A complete response lists each line of the data below that includes the word "NewFlight".

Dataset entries
╭──
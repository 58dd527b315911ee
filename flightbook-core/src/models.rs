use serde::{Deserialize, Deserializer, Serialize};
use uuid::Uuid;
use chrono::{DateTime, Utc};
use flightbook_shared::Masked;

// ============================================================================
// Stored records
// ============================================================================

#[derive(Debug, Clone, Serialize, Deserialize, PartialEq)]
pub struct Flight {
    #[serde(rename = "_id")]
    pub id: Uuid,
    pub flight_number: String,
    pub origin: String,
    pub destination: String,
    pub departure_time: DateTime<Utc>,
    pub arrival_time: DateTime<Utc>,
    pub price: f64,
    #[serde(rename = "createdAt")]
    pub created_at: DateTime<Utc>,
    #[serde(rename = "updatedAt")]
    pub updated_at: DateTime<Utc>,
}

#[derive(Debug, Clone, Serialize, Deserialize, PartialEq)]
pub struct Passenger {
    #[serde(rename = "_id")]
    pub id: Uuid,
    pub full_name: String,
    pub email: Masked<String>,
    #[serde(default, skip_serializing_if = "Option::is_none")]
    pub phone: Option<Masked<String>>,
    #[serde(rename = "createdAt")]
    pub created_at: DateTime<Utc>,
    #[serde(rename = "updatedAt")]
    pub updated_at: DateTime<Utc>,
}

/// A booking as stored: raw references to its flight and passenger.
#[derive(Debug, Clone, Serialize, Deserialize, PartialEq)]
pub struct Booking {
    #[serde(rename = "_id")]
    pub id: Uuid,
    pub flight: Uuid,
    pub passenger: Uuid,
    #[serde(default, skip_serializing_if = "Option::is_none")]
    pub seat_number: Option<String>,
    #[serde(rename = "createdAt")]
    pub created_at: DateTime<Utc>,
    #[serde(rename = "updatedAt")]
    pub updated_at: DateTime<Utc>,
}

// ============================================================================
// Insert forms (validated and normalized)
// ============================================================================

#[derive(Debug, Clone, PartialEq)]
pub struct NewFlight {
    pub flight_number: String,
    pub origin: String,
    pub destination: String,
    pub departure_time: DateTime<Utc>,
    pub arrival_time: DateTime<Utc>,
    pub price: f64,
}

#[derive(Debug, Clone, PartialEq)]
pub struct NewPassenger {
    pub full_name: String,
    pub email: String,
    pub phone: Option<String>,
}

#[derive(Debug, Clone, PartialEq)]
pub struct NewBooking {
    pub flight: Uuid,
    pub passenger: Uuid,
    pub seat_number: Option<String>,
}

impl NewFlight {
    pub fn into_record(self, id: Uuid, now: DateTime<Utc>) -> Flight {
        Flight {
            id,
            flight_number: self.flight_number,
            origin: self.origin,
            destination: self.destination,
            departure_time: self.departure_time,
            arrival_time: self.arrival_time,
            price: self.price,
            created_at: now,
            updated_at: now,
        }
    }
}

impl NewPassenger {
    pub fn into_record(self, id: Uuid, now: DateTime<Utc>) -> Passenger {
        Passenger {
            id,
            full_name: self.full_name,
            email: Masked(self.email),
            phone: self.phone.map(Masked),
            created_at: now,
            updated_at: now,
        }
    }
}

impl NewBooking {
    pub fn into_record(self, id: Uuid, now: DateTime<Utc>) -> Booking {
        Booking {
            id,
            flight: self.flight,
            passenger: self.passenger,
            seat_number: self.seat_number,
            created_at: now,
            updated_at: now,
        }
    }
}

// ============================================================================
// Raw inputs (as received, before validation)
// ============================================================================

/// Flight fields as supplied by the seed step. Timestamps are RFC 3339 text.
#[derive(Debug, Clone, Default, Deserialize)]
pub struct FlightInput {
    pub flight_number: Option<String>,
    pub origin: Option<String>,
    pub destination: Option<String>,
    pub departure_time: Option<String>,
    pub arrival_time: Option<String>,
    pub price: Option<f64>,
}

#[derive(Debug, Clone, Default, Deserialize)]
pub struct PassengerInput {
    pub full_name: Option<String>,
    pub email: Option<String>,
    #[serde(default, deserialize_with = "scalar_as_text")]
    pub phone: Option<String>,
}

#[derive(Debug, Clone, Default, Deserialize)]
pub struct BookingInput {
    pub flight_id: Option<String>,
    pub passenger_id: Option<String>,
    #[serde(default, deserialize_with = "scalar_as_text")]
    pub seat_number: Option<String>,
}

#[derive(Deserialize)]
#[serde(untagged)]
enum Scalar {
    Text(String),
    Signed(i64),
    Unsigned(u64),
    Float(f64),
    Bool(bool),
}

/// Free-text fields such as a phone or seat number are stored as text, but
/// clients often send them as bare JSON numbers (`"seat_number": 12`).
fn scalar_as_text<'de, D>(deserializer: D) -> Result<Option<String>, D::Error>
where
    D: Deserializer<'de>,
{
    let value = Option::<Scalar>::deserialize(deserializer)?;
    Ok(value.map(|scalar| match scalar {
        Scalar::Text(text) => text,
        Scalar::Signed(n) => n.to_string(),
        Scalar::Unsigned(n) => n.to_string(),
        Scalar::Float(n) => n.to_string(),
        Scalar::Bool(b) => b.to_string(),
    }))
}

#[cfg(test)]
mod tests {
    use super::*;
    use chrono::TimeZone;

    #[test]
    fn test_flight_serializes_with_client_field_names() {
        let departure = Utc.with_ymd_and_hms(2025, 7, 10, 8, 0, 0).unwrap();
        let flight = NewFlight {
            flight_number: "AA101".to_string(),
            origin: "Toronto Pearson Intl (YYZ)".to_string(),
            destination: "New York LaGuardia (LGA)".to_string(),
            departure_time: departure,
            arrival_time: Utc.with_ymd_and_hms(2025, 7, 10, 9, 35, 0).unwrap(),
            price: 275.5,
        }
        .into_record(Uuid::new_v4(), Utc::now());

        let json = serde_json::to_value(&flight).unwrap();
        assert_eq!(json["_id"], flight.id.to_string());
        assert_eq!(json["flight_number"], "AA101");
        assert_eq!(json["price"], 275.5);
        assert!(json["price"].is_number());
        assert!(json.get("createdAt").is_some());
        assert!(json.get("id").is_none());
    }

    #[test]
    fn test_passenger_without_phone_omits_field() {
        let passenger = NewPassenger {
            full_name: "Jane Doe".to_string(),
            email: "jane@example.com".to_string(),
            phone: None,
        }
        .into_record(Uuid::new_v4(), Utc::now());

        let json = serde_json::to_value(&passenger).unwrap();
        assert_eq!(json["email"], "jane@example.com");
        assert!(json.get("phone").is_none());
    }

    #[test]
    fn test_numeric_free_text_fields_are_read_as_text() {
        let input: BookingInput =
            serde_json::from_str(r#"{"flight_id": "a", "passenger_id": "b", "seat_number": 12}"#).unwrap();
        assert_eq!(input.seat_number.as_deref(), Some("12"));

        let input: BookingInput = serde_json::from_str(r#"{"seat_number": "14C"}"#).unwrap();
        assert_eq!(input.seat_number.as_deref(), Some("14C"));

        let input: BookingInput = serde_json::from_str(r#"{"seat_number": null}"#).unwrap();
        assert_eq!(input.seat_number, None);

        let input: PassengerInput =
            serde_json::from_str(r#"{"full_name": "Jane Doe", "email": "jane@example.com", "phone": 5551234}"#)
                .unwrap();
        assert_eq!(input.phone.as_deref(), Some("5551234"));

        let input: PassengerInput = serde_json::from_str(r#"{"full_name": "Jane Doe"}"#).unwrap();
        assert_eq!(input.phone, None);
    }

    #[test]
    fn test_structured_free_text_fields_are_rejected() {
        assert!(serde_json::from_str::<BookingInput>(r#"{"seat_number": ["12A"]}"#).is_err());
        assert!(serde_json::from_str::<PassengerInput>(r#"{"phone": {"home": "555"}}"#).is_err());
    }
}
╰──
- **Written response**
pub struct NewFlight {
impl NewFlight {
        let flight = NewFlight {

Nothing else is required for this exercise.